Assignment
Please filter the listing below and copy out the lines that hold "write".

Entries provided
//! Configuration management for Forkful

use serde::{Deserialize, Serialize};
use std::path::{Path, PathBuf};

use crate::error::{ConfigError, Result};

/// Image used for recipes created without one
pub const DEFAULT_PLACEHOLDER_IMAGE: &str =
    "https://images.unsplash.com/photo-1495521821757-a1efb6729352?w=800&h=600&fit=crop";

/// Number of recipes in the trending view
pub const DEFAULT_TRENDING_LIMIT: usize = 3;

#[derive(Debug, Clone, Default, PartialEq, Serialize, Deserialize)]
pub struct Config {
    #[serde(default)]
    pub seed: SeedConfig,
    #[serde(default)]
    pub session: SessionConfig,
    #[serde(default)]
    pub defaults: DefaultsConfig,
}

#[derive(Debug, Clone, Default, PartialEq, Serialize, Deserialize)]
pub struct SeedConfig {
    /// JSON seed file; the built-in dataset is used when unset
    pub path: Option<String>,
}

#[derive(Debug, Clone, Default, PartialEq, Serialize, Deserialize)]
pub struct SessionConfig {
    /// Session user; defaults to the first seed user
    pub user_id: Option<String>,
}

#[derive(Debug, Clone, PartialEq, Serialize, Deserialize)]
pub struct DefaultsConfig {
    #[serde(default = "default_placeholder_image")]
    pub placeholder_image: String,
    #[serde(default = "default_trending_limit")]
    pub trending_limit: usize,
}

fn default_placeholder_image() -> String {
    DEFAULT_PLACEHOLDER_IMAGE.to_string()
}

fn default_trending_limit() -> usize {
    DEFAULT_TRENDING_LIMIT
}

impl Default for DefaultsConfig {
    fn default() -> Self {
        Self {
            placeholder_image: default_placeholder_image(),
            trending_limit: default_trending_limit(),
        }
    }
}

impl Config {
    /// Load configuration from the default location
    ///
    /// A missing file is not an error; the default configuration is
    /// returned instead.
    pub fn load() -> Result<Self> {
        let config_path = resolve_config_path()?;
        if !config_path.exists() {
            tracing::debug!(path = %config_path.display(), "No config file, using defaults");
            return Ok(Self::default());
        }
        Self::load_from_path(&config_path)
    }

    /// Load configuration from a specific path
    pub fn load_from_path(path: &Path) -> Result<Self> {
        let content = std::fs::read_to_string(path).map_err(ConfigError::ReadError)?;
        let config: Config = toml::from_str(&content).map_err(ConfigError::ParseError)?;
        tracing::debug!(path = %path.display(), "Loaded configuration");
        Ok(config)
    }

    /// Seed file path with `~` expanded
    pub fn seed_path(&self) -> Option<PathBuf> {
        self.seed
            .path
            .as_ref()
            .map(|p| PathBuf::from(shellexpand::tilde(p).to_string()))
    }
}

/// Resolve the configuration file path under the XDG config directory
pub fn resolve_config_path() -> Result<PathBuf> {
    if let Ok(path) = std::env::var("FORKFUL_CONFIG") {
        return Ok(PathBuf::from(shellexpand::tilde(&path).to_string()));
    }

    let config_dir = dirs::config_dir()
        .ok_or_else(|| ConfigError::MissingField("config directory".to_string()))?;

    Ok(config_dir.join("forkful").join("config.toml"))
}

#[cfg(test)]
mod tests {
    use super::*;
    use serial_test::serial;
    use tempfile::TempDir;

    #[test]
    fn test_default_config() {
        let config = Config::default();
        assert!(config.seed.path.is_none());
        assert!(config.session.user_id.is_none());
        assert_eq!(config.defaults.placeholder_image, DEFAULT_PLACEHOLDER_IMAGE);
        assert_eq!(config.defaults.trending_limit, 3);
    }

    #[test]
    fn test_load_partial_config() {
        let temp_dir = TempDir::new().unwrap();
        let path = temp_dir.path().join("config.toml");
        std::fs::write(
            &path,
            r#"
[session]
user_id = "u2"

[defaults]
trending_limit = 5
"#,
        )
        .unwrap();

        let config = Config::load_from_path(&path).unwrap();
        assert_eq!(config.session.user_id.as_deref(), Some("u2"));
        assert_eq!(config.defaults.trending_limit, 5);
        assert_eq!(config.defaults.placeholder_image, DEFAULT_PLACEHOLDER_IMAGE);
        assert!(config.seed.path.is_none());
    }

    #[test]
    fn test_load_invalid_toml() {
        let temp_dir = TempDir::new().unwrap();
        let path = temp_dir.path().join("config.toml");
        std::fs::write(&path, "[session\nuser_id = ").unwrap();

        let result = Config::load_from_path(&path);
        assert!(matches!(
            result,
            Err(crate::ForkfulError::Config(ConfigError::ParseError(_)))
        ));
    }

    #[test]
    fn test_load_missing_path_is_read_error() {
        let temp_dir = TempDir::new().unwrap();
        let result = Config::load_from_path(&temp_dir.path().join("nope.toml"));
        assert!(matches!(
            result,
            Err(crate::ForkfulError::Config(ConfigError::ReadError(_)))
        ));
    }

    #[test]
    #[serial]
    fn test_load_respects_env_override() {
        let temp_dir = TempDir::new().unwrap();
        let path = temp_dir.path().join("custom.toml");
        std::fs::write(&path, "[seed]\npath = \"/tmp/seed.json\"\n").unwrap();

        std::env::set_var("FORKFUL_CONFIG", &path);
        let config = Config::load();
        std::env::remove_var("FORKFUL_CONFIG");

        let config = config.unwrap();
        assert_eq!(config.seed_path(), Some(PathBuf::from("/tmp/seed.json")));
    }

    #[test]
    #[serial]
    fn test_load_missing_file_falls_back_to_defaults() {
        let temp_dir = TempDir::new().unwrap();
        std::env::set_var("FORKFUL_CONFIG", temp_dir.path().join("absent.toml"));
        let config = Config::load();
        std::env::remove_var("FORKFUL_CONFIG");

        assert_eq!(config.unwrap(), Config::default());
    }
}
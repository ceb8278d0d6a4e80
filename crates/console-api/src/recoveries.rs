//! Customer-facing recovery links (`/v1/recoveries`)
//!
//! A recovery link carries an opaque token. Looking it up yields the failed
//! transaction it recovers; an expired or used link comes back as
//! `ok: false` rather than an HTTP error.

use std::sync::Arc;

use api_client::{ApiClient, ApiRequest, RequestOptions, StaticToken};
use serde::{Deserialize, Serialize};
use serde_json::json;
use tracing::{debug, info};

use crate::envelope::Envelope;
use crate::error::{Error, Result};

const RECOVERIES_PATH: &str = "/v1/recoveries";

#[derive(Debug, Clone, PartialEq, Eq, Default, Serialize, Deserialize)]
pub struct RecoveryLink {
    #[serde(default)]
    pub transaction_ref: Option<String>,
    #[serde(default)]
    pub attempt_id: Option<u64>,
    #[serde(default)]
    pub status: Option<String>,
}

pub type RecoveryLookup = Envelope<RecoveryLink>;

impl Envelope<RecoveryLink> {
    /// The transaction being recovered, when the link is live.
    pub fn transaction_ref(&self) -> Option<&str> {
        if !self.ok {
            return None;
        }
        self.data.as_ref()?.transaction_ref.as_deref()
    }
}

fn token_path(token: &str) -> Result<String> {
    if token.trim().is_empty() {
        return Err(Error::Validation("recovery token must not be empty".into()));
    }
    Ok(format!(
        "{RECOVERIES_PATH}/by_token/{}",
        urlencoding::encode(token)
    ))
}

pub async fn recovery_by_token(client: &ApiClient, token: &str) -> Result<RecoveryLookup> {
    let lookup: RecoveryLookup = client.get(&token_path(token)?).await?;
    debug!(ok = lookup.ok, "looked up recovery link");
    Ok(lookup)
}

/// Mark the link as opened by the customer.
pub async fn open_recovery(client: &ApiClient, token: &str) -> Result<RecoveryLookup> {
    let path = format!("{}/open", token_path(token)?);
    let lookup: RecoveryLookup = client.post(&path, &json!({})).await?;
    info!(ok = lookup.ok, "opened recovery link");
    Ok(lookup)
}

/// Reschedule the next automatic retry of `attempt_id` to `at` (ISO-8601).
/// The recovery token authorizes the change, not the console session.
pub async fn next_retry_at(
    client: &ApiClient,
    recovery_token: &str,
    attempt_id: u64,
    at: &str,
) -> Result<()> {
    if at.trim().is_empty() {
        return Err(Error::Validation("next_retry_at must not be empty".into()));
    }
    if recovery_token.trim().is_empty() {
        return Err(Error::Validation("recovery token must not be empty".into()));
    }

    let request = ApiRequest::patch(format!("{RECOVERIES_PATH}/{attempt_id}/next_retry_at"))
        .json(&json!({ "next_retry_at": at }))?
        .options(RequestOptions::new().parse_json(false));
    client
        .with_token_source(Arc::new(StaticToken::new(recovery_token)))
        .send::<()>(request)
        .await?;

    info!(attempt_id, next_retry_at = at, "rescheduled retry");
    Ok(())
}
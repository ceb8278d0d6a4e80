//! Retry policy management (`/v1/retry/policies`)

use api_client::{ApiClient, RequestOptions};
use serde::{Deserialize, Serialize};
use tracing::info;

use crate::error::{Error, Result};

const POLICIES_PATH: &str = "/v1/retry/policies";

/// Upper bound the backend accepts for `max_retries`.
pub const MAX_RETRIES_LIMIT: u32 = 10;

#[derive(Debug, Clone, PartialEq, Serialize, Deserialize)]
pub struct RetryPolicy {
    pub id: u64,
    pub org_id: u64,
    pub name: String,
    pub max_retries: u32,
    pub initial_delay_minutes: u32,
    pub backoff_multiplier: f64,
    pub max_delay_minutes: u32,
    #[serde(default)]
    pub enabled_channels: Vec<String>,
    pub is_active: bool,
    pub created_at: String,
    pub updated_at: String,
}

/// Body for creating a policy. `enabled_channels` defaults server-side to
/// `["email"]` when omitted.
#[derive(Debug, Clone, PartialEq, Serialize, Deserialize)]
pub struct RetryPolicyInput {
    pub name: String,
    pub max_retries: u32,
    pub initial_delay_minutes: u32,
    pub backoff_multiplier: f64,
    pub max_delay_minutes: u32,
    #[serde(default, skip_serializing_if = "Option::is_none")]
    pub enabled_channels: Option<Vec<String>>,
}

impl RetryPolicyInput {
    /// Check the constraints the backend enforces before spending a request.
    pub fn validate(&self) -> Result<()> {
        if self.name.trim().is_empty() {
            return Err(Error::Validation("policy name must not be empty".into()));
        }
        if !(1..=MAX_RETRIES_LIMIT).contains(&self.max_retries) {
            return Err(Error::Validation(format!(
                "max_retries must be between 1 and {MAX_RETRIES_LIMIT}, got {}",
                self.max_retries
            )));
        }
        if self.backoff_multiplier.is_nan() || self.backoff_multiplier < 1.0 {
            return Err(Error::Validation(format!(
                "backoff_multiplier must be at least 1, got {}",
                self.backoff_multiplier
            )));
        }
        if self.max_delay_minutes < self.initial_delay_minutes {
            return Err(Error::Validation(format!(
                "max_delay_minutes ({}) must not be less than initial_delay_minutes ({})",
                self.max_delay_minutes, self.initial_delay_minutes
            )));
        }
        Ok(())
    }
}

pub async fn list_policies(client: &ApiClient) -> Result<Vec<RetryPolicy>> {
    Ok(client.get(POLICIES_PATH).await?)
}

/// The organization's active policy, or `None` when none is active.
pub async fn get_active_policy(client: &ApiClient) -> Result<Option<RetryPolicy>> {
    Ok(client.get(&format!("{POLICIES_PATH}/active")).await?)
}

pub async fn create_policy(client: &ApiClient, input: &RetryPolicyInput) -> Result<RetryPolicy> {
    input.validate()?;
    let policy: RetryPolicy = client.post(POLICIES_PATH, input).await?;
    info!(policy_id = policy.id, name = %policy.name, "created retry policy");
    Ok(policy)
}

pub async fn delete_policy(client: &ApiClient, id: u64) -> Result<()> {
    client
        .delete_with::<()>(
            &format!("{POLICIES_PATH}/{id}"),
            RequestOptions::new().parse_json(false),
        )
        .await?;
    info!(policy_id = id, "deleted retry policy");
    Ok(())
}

Reply
        std::fs::write(
        std::fs::write(&path, "[session\nuser_id = ").unwrap();
        std::fs::write(&path, "[seed]\npath = \"/tmp/seed.json\"\n").unwrap();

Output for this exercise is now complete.